By finding the weighted average beta of their portfolio, investors should be able to get a sense of how their investments are likely to respond, in the aggregate, to various market conditions. For instance, a portfolio weighted toward stocks with betas below 1.00 would be expected to exhibit less volatility than the broader market. Last fall, we used the Value Line stock screener to review some total-return data and found that, as expected, a low-beta portfolio would have helped investors to limit their losses during the turbulent conditions that characterized the market during the summer of 2011.
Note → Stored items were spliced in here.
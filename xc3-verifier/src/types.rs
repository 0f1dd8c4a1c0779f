//! Core types for project verification.

use chrono::{DateTime, Utc};
use serde::{Deserialize, Serialize};

use crate::fraud::FraudRiskReport;
use xc3_analyzer::DocumentQualityProfile;

#[cfg(feature = "typescript")]
use ts_rs::TS;

/// Project details declared at registration time.
///
/// Missing fields deserialize to empty values; they lower the metadata
/// score rather than failing the request.
#[derive(Debug, Clone, Default, PartialEq, Serialize, Deserialize)]
#[cfg_attr(feature = "typescript", derive(TS))]
#[cfg_attr(feature = "typescript", ts(export))]
#[serde(default, rename_all = "camelCase")]
pub struct ProjectMetadata {
    pub name: String,
    pub description: String,
    pub location: String,
    /// Crediting methodology (REDD+, CDM, VCS, Gold Standard, CAR, ACR)
    pub methodology: String,
    pub vintage_year: i32,
    /// Claimed carbon volume in tCO2e
    #[serde(rename = "estimatedTCO2e")]
    pub estimated_tco2e: f64,
}

/// Result of aggregating all document profiles for a project.
#[derive(Debug, Clone, PartialEq, Serialize, Deserialize)]
#[cfg_attr(feature = "typescript", derive(TS))]
#[cfg_attr(feature = "typescript", ts(export))]
pub struct VerificationResult {
    /// Overall verification confidence (0.0 - 1.0)
    pub score: f64,
    /// How far the score itself can be trusted (0.0 - 0.95)
    pub confidence: f64,
    /// One-sentence summary for the score band
    pub explanation: String,
    pub issues: Vec<String>,
    pub strengths: Vec<String>,
    /// Scoring logic that produced this result
    pub model_name: String,
    pub processing_time_ms: u64,
    /// CIDv1 of the canonical (metadata, profiles) tuple
    pub artifacts_hash: String,
}

/// Why a document was left out of aggregation.
#[derive(Debug, Clone, PartialEq, Eq, Serialize, Deserialize)]
#[cfg_attr(feature = "typescript", derive(TS))]
#[cfg_attr(feature = "typescript", ts(export))]
#[serde(tag = "kind", content = "detail", rename_all = "snake_case")]
pub enum ExclusionReason {
    /// No content was uploaded
    Empty,
    /// Analysis missed its deadline
    TimedOut,
    /// Scorer failed
    Failed(String),
}

/// A document that did not contribute to the score.
#[derive(Debug, Clone, PartialEq, Eq, Serialize, Deserialize)]
#[cfg_attr(feature = "typescript", derive(TS))]
#[cfg_attr(feature = "typescript", ts(export))]
pub struct ExcludedDocument {
    /// 1-based position in the submitted document list
    pub position: usize,
    pub file_name: String,
    pub reason: ExclusionReason,
}

impl ExcludedDocument {
    /// Issue string reported for this document.
    pub fn issue(&self) -> String {
        match &self.reason {
            ExclusionReason::Empty => format!(
                "Document {} ({}) is empty and was skipped",
                self.position, self.file_name
            ),
            ExclusionReason::TimedOut => {
                format!("Document {} could not be analyzed in time", self.position)
            }
            ExclusionReason::Failed(error) => format!(
                "Document {} could not be analyzed: {}",
                self.position, error
            ),
        }
    }
}

/// Everything one verification call produces.
#[derive(Debug, Clone, Serialize, Deserialize)]
pub struct VerificationReport {
    /// Unique run identifier
    pub verification_id: String,
    /// When the run finished
    pub verified_at: DateTime<Utc>,
    pub result: VerificationResult,
    pub fraud: FraudRiskReport,
    /// Profiles that were aggregated
    pub profiles: Vec<DocumentQualityProfile>,
    /// Documents left out of aggregation
    pub excluded: Vec<ExcludedDocument>,
}

/// Error types for project verification.
#[derive(Debug, thiserror::Error)]
pub enum VerifyError {
    /// No analyzable documents
    #[error("Insufficient input: at least one analyzable document is required")]
    InsufficientInput,

    /// Malformed request at the wire boundary
    #[error("Invalid request: {0}")]
    InvalidRequest(String),

    /// Configuration error
    #[error("Configuration error: {0}")]
    Config(String),
}

impl VerifyError {
    /// Message suitable for showing to the uploader.
    pub fn user_message(&self) -> String {
        match self {
            VerifyError::InsufficientInput => {
                "Please upload at least one supporting document.".to_string()
            }
            VerifyError::InvalidRequest(reason) => format!("The request could not be read: {}", reason),
            VerifyError::Config(_) => "Verification is temporarily unavailable.".to_string(),
        }
    }

    /// Whether the caller caused the error (HTTP 4xx).
    pub fn is_client_error(&self) -> bool {
        !matches!(self, VerifyError::Config(_))
    }
}

pub type Result<T> = std::result::Result<T, VerifyError>;

#[cfg(test)]
mod tests {
    use super::*;

    #[test]
    fn test_metadata_wire_names() {
        let metadata: ProjectMetadata = serde_json::from_value(serde_json::json!({
            "name": "Mangrove Restoration",
            "location": "Kenya",
            "methodology": "VCS",
            "vintageYear": 2022,
            "estimatedTCO2e": 12000.5
        }))
        .unwrap();

        assert_eq!(metadata.vintage_year, 2022);
        assert_eq!(metadata.estimated_tco2e, 12000.5);
        // Missing description degrades rather than fails
        assert!(metadata.description.is_empty());

        let value = serde_json::to_value(&metadata).unwrap();
        assert!(value.get("estimatedTCO2e").is_some());
        assert!(value.get("vintageYear").is_some());
    }

    #[test]
    fn test_exclusion_issues() {
        let timed_out = ExcludedDocument {
            position: 3,
            file_name: "scan.png".to_string(),
            reason: ExclusionReason::TimedOut,
        };
        assert_eq!(timed_out.issue(), "Document 3 could not be analyzed in time");

        let empty = ExcludedDocument {
            position: 1,
            file_name: "blank.pdf".to_string(),
            reason: ExclusionReason::Empty,
        };
        assert!(empty.issue().contains("blank.pdf"));
    }

    #[test]
    fn test_user_message() {
        assert_eq!(
            VerifyError::InsufficientInput.user_message(),
            "Please upload at least one supporting document."
        );
        assert!(VerifyError::InsufficientInput.is_client_error());
        assert!(!VerifyError::Config("x".to_string()).is_client_error());
    }
}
In view of the decidedly different tone of the market of late, we have decided to revisit this issue and evaluate how high- and low-beta stocks fared more recently. To do so, we used Value Line’s stock screen tool to create two hypothetical portfolios using beta as the key variable and then compared their respective performances over the past three months.
To qualify for inclusion in our low beta portfolio, a stock had to have a beta of 0.65 or below, while the high beta portfolio was comprised of equities with betas of 1.75 or above. This resulted in two groups of roughly 80 stocks each.
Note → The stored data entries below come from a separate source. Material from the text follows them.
//! Deterministic field extraction.
//!
//! File-name extraction indexes fixed vocabularies with a stable SHA-256
//! derived value, so the same file name always yields the same fields,
//! across runs and across processes.

use sha2::{Digest, Sha256};

use crate::types::ExtractedFields;

/// Locations recognized by the extractor.
pub const LOCATIONS: &[&str] = &[
    "Brazil",
    "Indonesia",
    "Kenya",
    "India",
    "Peru",
    "California, USA",
    "Colombia",
    "Democratic Republic of the Congo",
];

/// Carbon crediting methodologies recognized by the extractor.
pub const METHODOLOGIES: &[&str] = &["REDD+", "CDM", "VCS", "Gold Standard", "CAR", "ACR"];

/// Stable 64-bit hash of a string (first 8 bytes of SHA-256, big-endian).
pub fn stable_hash(value: &str) -> u64 {
    let digest = Sha256::digest(value.as_bytes());
    let mut bytes = [0u8; 8];
    bytes.copy_from_slice(&digest[..8]);
    u64::from_be_bytes(bytes)
}

/// Location hint for a file name.
pub fn extract_location(file_name: &str) -> String {
    let index = (stable_hash(file_name) % LOCATIONS.len() as u64) as usize;
    LOCATIONS[index].to_string()
}

/// Methodology hint for a file name.
pub fn extract_methodology(file_name: &str) -> String {
    // Different bits than location so the two are not correlated
    let index = ((stable_hash(file_name) >> 8) % METHODOLOGIES.len() as u64) as usize;
    METHODOLOGIES[index].to_string()
}

/// All fields derivable from a file name alone.
pub fn extract_from_file_name(file_name: &str) -> ExtractedFields {
    let hash = stable_hash(file_name);
    let volume = 1_000 + (hash >> 16) % 99_000;
    let start_year = 2015 + (hash >> 32) % 10;

    ExtractedFields {
        location: Some(extract_location(file_name)),
        methodology: Some(extract_methodology(file_name)),
        carbon_volume: Some(volume as f64),
        timeframe: Some(format!("{}-{}", start_year, start_year + 10)),
    }
}

/// Scan plain text for vocabulary terms.
///
/// Only whole-term matches count, so "CAR" does not match inside "carbon".
pub fn extract_from_text(text: &str) -> ExtractedFields {
    let lower = text.to_lowercase();

    let find = |vocabulary: &[&str]| {
        vocabulary
            .iter()
            .find(|term| contains_term(&lower, &term.to_lowercase()))
            .map(|term| term.to_string())
    };

    ExtractedFields {
        location: find(LOCATIONS),
        methodology: find(METHODOLOGIES),
        carbon_volume: None,
        timeframe: None,
    }
}

fn contains_term(haystack: &str, term: &str) -> bool {
    if term.is_empty() {
        return false;
    }

    haystack.match_indices(term).any(|(start, _)| {
        let end = start + term.len();
        let before = haystack[..start].chars().next_back();
        let after = haystack[end..].chars().next();
        !before.is_some_and(char::is_alphanumeric) && !after.is_some_and(char::is_alphanumeric)
    })
}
The data once again indicates a high correlation between a stock’s beta and its relative share price performance compared to the broader market. As would be expected, the high-beta portfolio took top honors this time. The median return for this group was about 25%. In comparison, the roughly 10% advance by the S&P 500 Index over the same stretch looks fairly pedestrian.
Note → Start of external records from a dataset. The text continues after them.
//! Common types for the xc3-analyzer crate.

use serde::{Deserialize, Serialize};

use crate::kind::DocumentKind;

#[cfg(feature = "typescript")]
use ts_rs::TS;

/// A document handed to the analyzer for the duration of one verification call.
#[derive(Debug, Clone)]
pub struct DocumentInput {
    /// Original file name as uploaded
    pub file_name: String,
    /// MIME type declared by the uploader (advisory)
    pub declared_mime_type: String,
    /// Raw document content
    pub raw_bytes: Vec<u8>,
}

impl DocumentInput {
    /// Create a new document input.
    pub fn new(
        file_name: impl Into<String>,
        declared_mime_type: impl Into<String>,
        raw_bytes: impl Into<Vec<u8>>,
    ) -> Self {
        Self {
            file_name: file_name.into(),
            declared_mime_type: declared_mime_type.into(),
            raw_bytes: raw_bytes.into(),
        }
    }

    /// Classified kind of this document.
    pub fn kind(&self) -> DocumentKind {
        DocumentKind::from_mime(&self.declared_mime_type)
    }
}

/// The four quality dimensions every scorer produces.
#[derive(Debug, Clone, Copy, PartialEq, Serialize, Deserialize)]
#[cfg_attr(feature = "typescript", derive(TS))]
#[cfg_attr(feature = "typescript", ts(export))]
pub struct QualityScores {
    /// How legible the document is (0.0 - 1.0)
    pub readability: f64,
    /// How many expected sections are present (0.0 - 1.0)
    pub completeness: f64,
    /// Likelihood the document is genuine (0.0 - 1.0)
    pub authenticity: f64,
    /// Internal consistency of figures and dates (0.0 - 1.0)
    pub consistency: f64,
}

impl QualityScores {
    /// Create scores with the same value in every dimension.
    pub fn uniform(value: f64) -> Self {
        Self {
            readability: value,
            completeness: value,
            authenticity: value,
            consistency: value,
        }
    }

    /// Clamp every dimension into [0, 1]. NaN becomes 0.
    pub fn clamped(self) -> Self {
        Self {
            readability: clamp_unit(self.readability),
            completeness: clamp_unit(self.completeness),
            authenticity: clamp_unit(self.authenticity),
            consistency: clamp_unit(self.consistency),
        }
    }
}

/// Clamp a score into the unit interval.
pub fn clamp_unit(value: f64) -> f64 {
    if value.is_nan() {
        0.0
    } else {
        value.clamp(0.0, 1.0)
    }
}

/// Best-effort fields pulled out of a document.
#[derive(Debug, Clone, Default, PartialEq, Serialize, Deserialize)]
#[cfg_attr(feature = "typescript", derive(TS))]
#[cfg_attr(feature = "typescript", ts(export))]
pub struct ExtractedFields {
    #[serde(default, skip_serializing_if = "Option::is_none")]
    pub location: Option<String>,
    #[serde(default, skip_serializing_if = "Option::is_none")]
    pub methodology: Option<String>,
    /// Claimed carbon volume in tCO2e
    #[serde(default, skip_serializing_if = "Option::is_none")]
    pub carbon_volume: Option<f64>,
    #[serde(default, skip_serializing_if = "Option::is_none")]
    pub timeframe: Option<String>,
}

impl ExtractedFields {
    /// Fill unset fields from `fallback`, keeping values already present.
    pub fn or(self, fallback: ExtractedFields) -> Self {
        Self {
            location: self.location.or(fallback.location),
            methodology: self.methodology.or(fallback.methodology),
            carbon_volume: self.carbon_volume.or(fallback.carbon_volume),
            timeframe: self.timeframe.or(fallback.timeframe),
        }
    }
}

/// Quality profile of a single analyzed document.
#[derive(Debug, Clone, PartialEq, Serialize, Deserialize)]
#[cfg_attr(feature = "typescript", derive(TS))]
#[cfg_attr(feature = "typescript", ts(export))]
pub struct DocumentQualityProfile {
    /// File name the profile was computed for
    pub file_name: String,
    /// Classified document kind
    pub kind: DocumentKind,
    pub readability: f64,
    pub completeness: f64,
    pub authenticity: f64,
    pub consistency: f64,
    /// Extracted project details
    pub extracted: ExtractedFields,
}

impl DocumentQualityProfile {
    /// Build a profile from scores; scores are clamped into [0, 1].
    pub fn new(
        file_name: impl Into<String>,
        kind: DocumentKind,
        scores: QualityScores,
        extracted: ExtractedFields,
    ) -> Self {
        let scores = scores.clamped();
        Self {
            file_name: file_name.into(),
            kind,
            readability: scores.readability,
            completeness: scores.completeness,
            authenticity: scores.authenticity,
            consistency: scores.consistency,
            extracted,
        }
    }

    /// The four quality dimensions of this profile.
    pub fn scores(&self) -> QualityScores {
        QualityScores {
            readability: self.readability,
            completeness: self.completeness,
            authenticity: self.authenticity,
            consistency: self.consistency,
        }
    }
}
A sizable number of industries are represented in the high-beta group. Those whose prospects are most closely tied to the macroeconomic environment are most represented. Auto stocks were in abundance, for instance. Four of these equities, American Axle (AXL), Dana Holding (DAN), Tenneco (TEN), and TRW Automotive (TRW), produced total returns in excess of 30% over the past three months. Hotel & Gaming was also well represented, and three of these stocks, Gaylord Entertainment (GET), MGM Resorts (MGM), and Orient-Express (OEH), were able to eclipse the 30% mark.
On the other hand, evidence of the recent run-up in equity prices was fairly modest in the low-beta group. The median total return for this group over the past three months was below 5%. The low-beta portfolio consisted primarily of the shares of established companies operating in relatively noncyclical industries, such as electric utilities and food processing.
In view of this data, investors with a strong conviction that equity prices are poised for further gains will likely want to check that the weighted average beta of their holdings is comfortably above 1.00. On the other hand, those concerned that valuations have become overextended may wish to shift more of their assets into low-beta equities. Investors, though, should keep in mind that beta is positively correlated with volatility, meaning that a high-beta portfolio would likely be inappropriate for more conservative accounts.
At the time of this article’s writing, the author did not have positions in any of the companies mentioned.